Exercise prompt
Provide only the number of lines below in which the string "reason" occurs.

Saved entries
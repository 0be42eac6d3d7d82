use std::fmt;

/// Errors returned by the remote-service adapters (Spade, Boost, aria2, Lotus).
///
/// Pattern:
/// - Transport problems (`Http`, 5xx `Status`) are transient; the caller retries on its next tick
///   or attempt.
/// - Everything else means the remote answered and we could not use the answer.
#[derive(Debug)]
pub enum ClientError {
    /// The request never produced a response (connect, TLS, timeout, body read).
    Http { op: String, source: reqwest::Error },

    /// The remote answered with an unexpected HTTP status.
    Status { op: String, status: u16, body: String },

    /// The response body did not match the schema we expect.
    Decode {
        op: String,
        source: serde_json::Error,
        raw: String,
    },

    /// A JSON-RPC error object was returned.
    Rpc { op: String, code: i64, message: String },

    /// The remote understood the request and refused it.
    Rejected { op: String, reason: String },

    /// We were asked to send something the remote cannot accept.
    InvalidInput { op: String, what: String },
}

impl ClientError {
    pub fn http(op: impl Into<String>, source: reqwest::Error) -> Self {
        Self::Http {
            op: op.into(),
            source,
        }
    }

    pub fn decode(op: impl Into<String>, source: serde_json::Error, raw: &[u8]) -> Self {
        Self::Decode {
            op: op.into(),
            source,
            raw: crate::logging::shorten_body(raw),
        }
    }

    pub fn rejected(op: impl Into<String>, reason: impl Into<String>) -> Self {
        Self::Rejected {
            op: op.into(),
            reason: reason.into(),
        }
    }

    pub fn invalid_input(op: impl Into<String>, what: impl Into<String>) -> Self {
        Self::InvalidInput {
            op: op.into(),
            what: what.into(),
        }
    }

    /// An RPC error naming an object the remote does not have, e.g. aria2's `GID ... is not found`.
    pub fn is_not_found(&self) -> bool {
        matches!(self, Self::Rpc { message, .. } if message.contains("not found"))
    }

    pub fn is_transient(&self) -> bool {
        match self {
            Self::Http { .. } => true,
            Self::Status { status, .. } => *status >= 500 || *status == 429,
            _ => false,
        }
    }
}

impl fmt::Display for ClientError {
    fn fmt(&self, f: &mut fmt::Formatter<'_>) -> fmt::Result {
        match self {
            Self::Http { op, source } => write!(f, "{op}: request failed: {source}"),
            Self::Status { op, status, body } => {
                write!(f, "{op}: unexpected HTTP status {status}: {body}")
            }
            Self::Decode { op, source, raw } => {
                write!(f, "{op}: could not decode response ({source}): {raw}")
            }
            Self::Rpc { op, code, message } => write!(f, "{op}: rpc error {code}: {message}"),
            Self::Rejected { op, reason } => write!(f, "{op}: rejected: {reason}"),
            Self::InvalidInput { op, what } => write!(f, "{op}: invalid input: {what}"),
        }
    }
}

impl std::error::Error for ClientError {
    fn source(&self) -> Option<&(dyn std::error::Error + 'static)> {
        match self {
            Self::Http { source, .. } => Some(source),
            Self::Decode { source, .. } => Some(source),
            _ => None,
        }
    }
}

pub type ClientResult<T> = std::result::Result<T, ClientError>;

Task answer
4